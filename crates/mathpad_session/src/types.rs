use serde::{Deserialize, Serialize};

/// Presentation tag attached to a history record by the command that
/// produced it. Carries no computation meaning.
///
/// The serialized names are part of the on-disk history format; renaming
/// them orphans previously written files.
#[derive(Debug, Clone, Copy, PartialEq, Eq, Serialize, Deserialize)]
pub enum Icon {
    /// Plain evaluation (the default command path).
    #[serde(rename = "calculate")]
    Calculate,
    /// simplify / derive / rationalize commands.
    #[serde(rename = "function")]
    Function,
    /// Variable assignment.
    #[serde(rename = "equal")]
    Equal,
    /// A caught evaluation failure.
    #[serde(rename = "error")]
    Error,
    /// The informational "clear history" record.
    #[serde(rename = "delete_forever")]
    DeleteForever,
}

/// One evaluated command: the input line, the formatted result, and the
/// presentation tag chosen by the command that produced it.
#[derive(Debug, Clone, PartialEq, Eq, Serialize, Deserialize)]
pub struct HistoryRecord {
    pub equation: String,
    pub result: String,
    pub icon: Icon,
}

impl HistoryRecord {
    pub fn new(equation: impl Into<String>, result: impl Into<String>, icon: Icon) -> Self {
        Self {
            equation: equation.into(),
            result: result.into(),
            icon,
        }
    }

    /// Two records are the same history entry when both equation and result
    /// match; the icon is not part of the identity.
    pub fn same_entry(&self, other: &HistoryRecord) -> bool {
        self.equation == other.equation && self.result == other.result
    }
}

/// Configuration for the bounded history cache.
#[derive(Debug, Clone)]
pub struct HistoryConfig {
    /// Max retained records; the oldest is evicted past this.
    pub capacity: usize,
}

impl Default for HistoryConfig {
    fn default() -> Self {
        Self { capacity: 20 }
    }
}
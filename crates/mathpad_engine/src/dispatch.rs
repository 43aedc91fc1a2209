//! Single-step command classifier over the input line's prefix.
//!
//! Recognized forms, first match wins: `clear`, assignment (first `=`),
//! `simplify`, `derive`, `rationalize`, and plain evaluation as the default
//! path. No lookahead beyond prefix matching and one `=` split.

use mathpad_session::{HistoryRecord, Icon, VariableStore};
use tracing::debug;

use crate::delegate::MathDelegate;
use crate::error::CommandError;

/// Equation text of a record produced from a caught command failure. The
/// failing input line itself is debug-logged, not stored.
pub const INVALID_EQUATION: &str = "Invalid equation";

/// The fixed informational record for `clear` input. Producing it does not
/// clear anything; clearing is a separate explicit engine operation.
pub const CLEAR_EQUATION: &str = "Clear history";
pub const CLEAR_RESULT: &str = "Delete history and previously set variables";

/// What a dispatched command produced.
#[derive(Debug, Clone)]
pub struct CommandOutcome {
    pub record: HistoryRecord,
    /// Name bound by an assignment, when the command was one.
    pub bound_variable: Option<String>,
}

impl CommandOutcome {
    fn of(record: HistoryRecord) -> Self {
        Self {
            record,
            bound_variable: None,
        }
    }
}

/// Classify and execute one input line against the bindings and delegate.
///
/// Command failures never escape: they become a record with the
/// [`INVALID_EQUATION`] marker, the failure's message as result, and the
/// error icon.
pub fn dispatch<D: MathDelegate + ?Sized>(
    input: &str,
    vars: &mut VariableStore,
    delegate: &D,
) -> CommandOutcome {
    if input.starts_with("clear") {
        return CommandOutcome::of(HistoryRecord::new(
            CLEAR_EQUATION,
            CLEAR_RESULT,
            Icon::DeleteForever,
        ));
    }

    // Assignment: split on the first '='. Simplification failures fall back
    // to the raw trimmed text, so an assignment itself never errors.
    if let Some((name, expr)) = input.split_once('=') {
        let name = name.trim().to_string();
        let value = match delegate.simplify(expr, vars) {
            Ok(value) => value,
            Err(e) => {
                debug!(input, error = %e, "assignment value kept unsimplified");
                expr.trim().to_string()
            }
        };
        vars.set(name.clone(), value.clone());
        return CommandOutcome {
            record: HistoryRecord::new(input, value, Icon::Equal),
            bound_variable: Some(name),
        };
    }

    let attempt = (|| -> Result<(String, Icon), CommandError> {
        if let Some(rest) = input.strip_prefix("simplify") {
            return Ok((delegate.simplify(rest, vars)?, Icon::Function));
        }
        if let Some(rest) = input.strip_prefix("derive") {
            let rest = rest.trim_start();
            let mut tokens = rest.splitn(2, char::is_whitespace);
            let variable = tokens
                .next()
                .filter(|v| !v.is_empty())
                .ok_or(CommandError::MissingDeriveVariable)?;
            let body = tokens.next().unwrap_or("");
            return Ok((delegate.derivative(body, variable)?, Icon::Function));
        }
        if let Some(rest) = input.strip_prefix("rationalize") {
            return Ok((delegate.rationalize(rest, vars)?, Icon::Function));
        }
        Ok((delegate.evaluate(input, vars)?, Icon::Calculate))
    })();

    match attempt {
        Ok((result, icon)) => CommandOutcome::of(HistoryRecord::new(input, result, icon)),
        Err(e) => {
            debug!(input, error = %e, "command failed");
            CommandOutcome::of(HistoryRecord::new(
                INVALID_EQUATION,
                e.to_string(),
                Icon::Error,
            ))
        }
    }
}

#[cfg(test)]
mod tests {
    use super::*;
    use crate::delegate::DelegateError;

    /// Delegate double that echoes which entry point ran.
    struct Probe;

    impl MathDelegate for Probe {
        fn evaluate(&self, expr: &str, _: &VariableStore) -> Result<String, DelegateError> {
            Ok(format!("eval:{}", expr.trim()))
        }
        fn simplify(&self, expr: &str, _: &VariableStore) -> Result<String, DelegateError> {
            let expr = expr.trim();
            if expr.contains('!') {
                return Err(DelegateError::new(format!("Cannot simplify {expr}")));
            }
            Ok(format!("simp:{expr}"))
        }
        fn derivative(&self, expr: &str, variable: &str) -> Result<String, DelegateError> {
            Ok(format!("d/d{variable}:{}", expr.trim()))
        }
        fn rationalize(&self, expr: &str, _: &VariableStore) -> Result<String, DelegateError> {
            Ok(format!("rat:{}", expr.trim()))
        }
    }

    #[test]
    fn test_clear_produces_fixed_record_without_clearing() {
        let mut vars = VariableStore::new();
        vars.set("a", "1");

        let outcome = dispatch("clear", &mut vars, &Probe);
        assert_eq!(outcome.record.equation, CLEAR_EQUATION);
        assert_eq!(outcome.record.icon, Icon::DeleteForever);
        // The record is informational; state is untouched
        assert_eq!(vars.get("a"), Some("1"));
    }

    #[test]
    fn test_assignment_binds_simplified_value() {
        let mut vars = VariableStore::new();
        let outcome = dispatch("x = 2+2", &mut vars, &Probe);

        assert_eq!(vars.get("x"), Some("simp:2+2"));
        assert_eq!(outcome.record.icon, Icon::Equal);
        assert_eq!(outcome.record.equation, "x = 2+2");
        assert_eq!(outcome.bound_variable.as_deref(), Some("x"));
    }

    #[test]
    fn test_assignment_falls_back_to_raw_text() {
        let mut vars = VariableStore::new();
        let outcome = dispatch("x = boom!", &mut vars, &Probe);

        assert_eq!(vars.get("x"), Some("boom!"));
        assert_eq!(outcome.record.result, "boom!");
        assert_eq!(outcome.record.icon, Icon::Equal);
    }

    #[test]
    fn test_assignment_splits_on_first_equals() {
        let mut vars = VariableStore::new();
        dispatch("x = y = 3", &mut vars, &Probe);
        assert_eq!(vars.get("x"), Some("simp:y = 3"));
        assert!(!vars.contains("y"));
    }

    #[test]
    fn test_prefix_commands_route_to_delegate() {
        let mut vars = VariableStore::new();

        let simp = dispatch("simplify x + 0", &mut vars, &Probe);
        assert_eq!(simp.record.result, "simp:x + 0");
        assert_eq!(simp.record.icon, Icon::Function);

        let der = dispatch("derive x x^2", &mut vars, &Probe);
        assert_eq!(der.record.result, "d/dx:x^2");
        assert_eq!(der.record.icon, Icon::Function);

        let rat = dispatch("rationalize 0.5", &mut vars, &Probe);
        assert_eq!(rat.record.result, "rat:0.5");
        assert_eq!(rat.record.icon, Icon::Function);

        let eval = dispatch("1 + 2", &mut vars, &Probe);
        assert_eq!(eval.record.result, "eval:1 + 2");
        assert_eq!(eval.record.icon, Icon::Calculate);
    }

    #[test]
    fn test_derive_without_variable_is_malformed() {
        let mut vars = VariableStore::new();
        let outcome = dispatch("derive", &mut vars, &Probe);

        assert_eq!(outcome.record.equation, INVALID_EQUATION);
        assert_eq!(outcome.record.icon, Icon::Error);
        assert_eq!(outcome.record.result, "Format: derive <respect-to> <equation>");
    }

    #[test]
    fn test_delegate_failure_becomes_error_record() {
        let mut vars = VariableStore::new();
        let outcome = dispatch("simplify boom!", &mut vars, &Probe);

        assert_eq!(outcome.record.equation, INVALID_EQUATION);
        assert_eq!(outcome.record.icon, Icon::Error);
        assert_eq!(outcome.record.result, "Cannot simplify boom!");
        assert!(outcome.bound_variable.is_none());
    }
}
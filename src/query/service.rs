// Shop queries
// The five analytical queries over the user / goods / order tables
//
// Every operation follows the same steps: prepare one statement, bind the
// parameters, map each row into a record, return the collected list.
// The connection is borrowed for the call only; statements are dropped
// (and their cursors released) on every return path.

use crate::error::Result;
use crate::records::{GoodsGmv, OrderView, SqlDecimal, UserRecord};
use rusqlite::{params, Connection, Row};
use tracing::debug;

const COUNT_BUYERS_SQL: &str =
    r#"SELECT COUNT(DISTINCT user_id) FROM "order" WHERE goods_id = ?1"#;

const USERS_PAGE_SQL: &str = r#"
SELECT id, name, tel, address
FROM "user"
ORDER BY id DESC
LIMIT ?1 OFFSET ?2"#;

// Ties on GMV fall back to the goods id so the order is deterministic
const GOODS_GMV_SQL: &str = r#"
SELECT god.id, god.name, SUM(ord.goods_num * ord.goods_price) AS gmv
FROM "goods" god
INNER JOIN "order" ord ON ord.goods_id = god.id
GROUP BY god.id, god.name
ORDER BY gmv DESC, god.id ASC"#;

const INNER_JOIN_ORDERS_SQL: &str = r#"
SELECT ord.id, usr.name, god.name, ord.goods_num * ord.goods_price AS total_price
FROM "order" ord
INNER JOIN "user" usr ON usr.id = ord.user_id
INNER JOIN "goods" god ON god.id = ord.goods_id
ORDER BY ord.id"#;

const LEFT_JOIN_ORDERS_SQL: &str = r#"
SELECT ord.id, usr.name, god.name, ord.goods_num * ord.goods_price AS total_price
FROM "order" ord
LEFT JOIN "user" usr ON usr.id = ord.user_id
LEFT JOIN "goods" god ON god.id = ord.goods_id
ORDER BY ord.id"#;

/// The shop query service
///
/// Stateless: every method takes the caller's connection and never keeps it.
pub struct ShopQueries;

impl ShopQueries {
    /// How many distinct users have ordered the given goods
    ///
    /// Returns 0 when no order references `goods_id`.
    pub fn count_users_who_have_bought_goods(conn: &Connection, goods_id: i64) -> Result<i64> {
        let mut stmt = conn.prepare(COUNT_BUYERS_SQL)?;
        // COUNT always yields exactly one row, even with no matches
        let count: i64 = stmt.query_row(params![goods_id], |row| row.get(0))?;
        debug!(goods_id, count, "counted buyers");
        Ok(count)
    }

    /// One page of users, newest id first
    ///
    /// `page_num` starts at 1. Page `p` of size `s` skips `(p - 1) * s` rows.
    /// Out-of-range values are handed to the store as they are.
    pub fn get_users_by_page_ordered_by_id_desc(
        conn: &Connection,
        page_num: i64,
        page_size: i64,
    ) -> Result<Vec<UserRecord>> {
        let offset = page_num.saturating_sub(1).saturating_mul(page_size);

        let mut stmt = conn.prepare(USERS_PAGE_SQL)?;
        let users = stmt
            .query_map(params![page_size, offset], |row| {
                Ok(UserRecord {
                    id: row.get(0)?,
                    name: row.get(1)?,
                    tel: row.get(2)?,
                    address: row.get(3)?,
                })
            })?
            .collect::<rusqlite::Result<Vec<_>>>()?;

        debug!(page_num, page_size, offset, rows = users.len(), "fetched user page");
        Ok(users)
    }

    /// Every ordered good with its GMV, highest first
    ///
    /// Goods that were never ordered do not appear.
    pub fn get_goods_and_gmv(conn: &Connection) -> Result<Vec<GoodsGmv>> {
        let mut stmt = conn.prepare(GOODS_GMV_SQL)?;
        let goods = stmt
            .query_map([], |row| {
                Ok(GoodsGmv {
                    goods_id: row.get(0)?,
                    goods_name: row.get(1)?,
                    gmv: row.get::<_, SqlDecimal>(2)?.into(),
                })
            })?
            .collect::<rusqlite::Result<Vec<_>>>()?;

        debug!(rows = goods.len(), "computed goods gmv");
        Ok(goods)
    }

    /// Orders whose user and goods both exist
    pub fn get_inner_join_orders(conn: &Connection) -> Result<Vec<OrderView>> {
        let orders = Self::fetch_orders(conn, INNER_JOIN_ORDERS_SQL)?;
        debug!(rows = orders.len(), "fetched inner join orders");
        Ok(orders)
    }

    /// All orders, with `None` names where the user or goods is missing
    pub fn get_left_join_orders(conn: &Connection) -> Result<Vec<OrderView>> {
        let orders = Self::fetch_orders(conn, LEFT_JOIN_ORDERS_SQL)?;
        debug!(rows = orders.len(), "fetched left join orders");
        Ok(orders)
    }

    fn fetch_orders(conn: &Connection, sql: &str) -> Result<Vec<OrderView>> {
        let mut stmt = conn.prepare(sql)?;
        let orders = stmt
            .query_map([], Self::order_from_row)?
            .collect::<rusqlite::Result<Vec<_>>>()?;
        Ok(orders)
    }

    fn order_from_row(row: &Row<'_>) -> rusqlite::Result<OrderView> {
        Ok(OrderView {
            id: row.get(0)?,
            user_name: row.get(1)?,
            goods_name: row.get(2)?,
            total_price: row.get::<_, SqlDecimal>(3)?.into(),
        })
    }
}
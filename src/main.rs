// Main entry point for the shopsql CLI
// Runs the shop queries against a SQLite database and prints the results

use anyhow::{bail, Context, Result};
use clap::{Parser as ClapParser, Subcommand, ValueEnum};
use rusqlite::Connection;
use serde::Serialize;
use shopsql::schema::{create_schema, list_tables, open_in_memory_fixture, seed_fixture};
use shopsql::{AdHocExecutor, ReadOnlyParser, ResultTable, ShopQueries, Tabular};
use std::io::{self, Write};
use std::path::PathBuf;
use tracing::info;
use tracing_subscriber::EnvFilter;

/// shopsql - analytical queries over users, goods and orders
#[derive(ClapParser)]
#[command(author, version, about, long_about = None)]
struct Args {
    /// SQLite database file (default: in-memory database with sample data)
    #[arg(short, long, env = "SHOPSQL_DATABASE", global = true)]
    database: Option<PathBuf>,

    /// Create the tables and load the sample data before running
    #[arg(long, global = true)]
    init: bool,

    /// Output format
    #[arg(short, long, value_enum, default_value_t = OutputFormat::Table, global = true)]
    format: OutputFormat,

    #[command(subcommand)]
    command: Command,
}

#[derive(Clone, Copy, ValueEnum)]
enum OutputFormat {
    Table,
    Json,
}

#[derive(Subcommand)]
enum Command {
    /// Count distinct users who ordered a goods
    Buyers {
        #[arg(short, long)]
        goods_id: i64,
    },
    /// List one page of users, highest id first
    Users {
        /// Page number, starting at 1
        #[arg(short, long, default_value_t = 1, allow_negative_numbers = true)]
        page: i64,
        /// Users per page
        #[arg(short, long, default_value_t = 10, allow_negative_numbers = true)]
        size: i64,
    },
    /// Goods with their gross merchandise value, highest first
    Gmv,
    /// Orders whose user and goods both exist
    InnerOrders,
    /// All orders, with missing user or goods names shown as NULL
    LeftOrders,
    /// Run every query once with sample arguments
    Demo,
    /// Execute a single read-only SQL statement
    Exec { sql: String },
    /// Interactive read-only SQL shell
    Shell,
}

fn main() -> Result<()> {
    init_tracing();
    let args = Args::parse();

    let conn = open_database(&args)?;

    match args.command {
        Command::Buyers { goods_id } => {
            let buyers = ShopQueries::count_users_who_have_bought_goods(&conn, goods_id)?;
            match args.format {
                OutputFormat::Table => println!("{}", buyers),
                OutputFormat::Json => println!(
                    "{}",
                    serde_json::json!({ "goods_id": goods_id, "buyers": buyers })
                ),
            }
        }
        Command::Users { page, size } => {
            let users = ShopQueries::get_users_by_page_ordered_by_id_desc(&conn, page, size)?;
            print_records(&users, args.format)?;
        }
        Command::Gmv => {
            print_records(&ShopQueries::get_goods_and_gmv(&conn)?, args.format)?;
        }
        Command::InnerOrders => {
            print_records(&ShopQueries::get_inner_join_orders(&conn)?, args.format)?;
        }
        Command::LeftOrders => {
            print_records(&ShopQueries::get_left_join_orders(&conn)?, args.format)?;
        }
        Command::Demo => run_demo(&conn)?,
        Command::Exec { sql } => execute_query(&conn, &sql)?,
        Command::Shell => run_shell(&conn)?,
    }

    Ok(())
}

/// Log to stderr, filtered by RUST_LOG (warnings only by default)
fn init_tracing() {
    let filter = EnvFilter::try_from_default_env().unwrap_or_else(|_| EnvFilter::new("warn"));
    tracing_subscriber::fmt()
        .with_env_filter(filter)
        .with_writer(io::stderr)
        .init();
}

fn open_database(args: &Args) -> Result<Connection> {
    let Some(path) = &args.database else {
        if args.init {
            bail!("--init needs a database file (--database or SHOPSQL_DATABASE)");
        }
        info!("no database given, using in-memory sample data");
        return open_in_memory_fixture().context("failed to build in-memory sample database");
    };

    let conn = Connection::open(path)
        .with_context(|| format!("failed to open database '{}'", path.display()))?;

    if args.init {
        create_schema(&conn).context("failed to create tables")?;
        seed_fixture(&conn).context("failed to load sample data (already loaded?)")?;
    }

    Ok(conn)
}

fn print_records<T: Tabular + Serialize>(records: &[T], format: OutputFormat) -> Result<()> {
    match format {
        OutputFormat::Table => println!("{}", ResultTable::from_records(records).format()),
        OutputFormat::Json => println!("{}", serde_json::to_string_pretty(records)?),
    }
    Ok(())
}

/// Print every query result once, one record per line
fn run_demo(conn: &Connection) -> Result<()> {
    println!(
        "buyers of goods 2: {}",
        ShopQueries::count_users_who_have_bought_goods(conn, 2)?
    );

    println!("users, page 2 of size 3:");
    for user in ShopQueries::get_users_by_page_ordered_by_id_desc(conn, 2, 3)? {
        println!("  {}", user);
    }

    println!("goods by gmv:");
    for goods in ShopQueries::get_goods_and_gmv(conn)? {
        println!("  {}", goods);
    }

    println!("inner join orders:");
    for order in ShopQueries::get_inner_join_orders(conn)? {
        println!("  {}", order);
    }

    println!("left join orders:");
    for order in ShopQueries::get_left_join_orders(conn)? {
        println!("  {}", order);
    }

    Ok(())
}

/// Parse, check and run one ad-hoc statement
fn execute_query(conn: &Connection, sql: &str) -> Result<()> {
    let query = ReadOnlyParser::parse(sql)?;
    let result = AdHocExecutor::run(conn, &query)?;
    println!("{}", result.format());
    Ok(())
}

/// Read-Eval-Print Loop over the read-only query path
fn run_shell(conn: &Connection) -> Result<()> {
    println!("shopsql read-only shell");
    println!("Type a SELECT statement, '.help' for help or '.exit' to quit");
    println!();

    let stdin = io::stdin();
    let mut stdout = io::stdout();

    loop {
        print!("shopsql> ");
        stdout.flush()?;

        let mut input = String::new();
        // 0 bytes read means EOF (Ctrl-D)
        if stdin.read_line(&mut input)? == 0 {
            println!();
            break;
        }

        let input = input.trim();
        if input.is_empty() {
            continue;
        }

        if input.starts_with('.') {
            match input {
                ".exit" | ".quit" => {
                    println!("Goodbye!");
                    break;
                }
                ".help" => print_help(),
                ".tables" => match list_tables(conn) {
                    Ok(tables) => println!("{}", tables.join("  ")),
                    Err(e) => eprintln!("Error: {}", e),
                },
                _ => {
                    println!("Unknown command: {}", input);
                    println!("Type '.help' for help");
                }
            }
            continue;
        }

        if let Err(e) = execute_query(conn, input) {
            eprintln!("Error: {}", e);
        }
    }

    Ok(())
}

fn print_help() {
    println!("Special Commands:");
    println!("  .help              Show this help message");
    println!("  .tables            List tables");
    println!("  .exit, .quit       Exit the shell");
    println!();
    println!("Tables:");
    println!("  \"user\"   (id, name, tel, address)");
    println!("  \"goods\"  (id, name, price)");
    println!("  \"order\"  (id, user_id, goods_id, goods_num, goods_price)");
    println!();
    println!("Notes:");
    println!("  - Only a single SELECT (or WITH ... SELECT) is accepted");
    println!("  - \"order\" and \"user\" are reserved words and must be quoted");
    println!();
}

+===+

When the word "highest" appears in a line of the listing, copy that line.

    /// Every ordered good with its GMV, highest first
    /// List one page of users, highest id first
    /// Goods with their gross merchandise value, highest first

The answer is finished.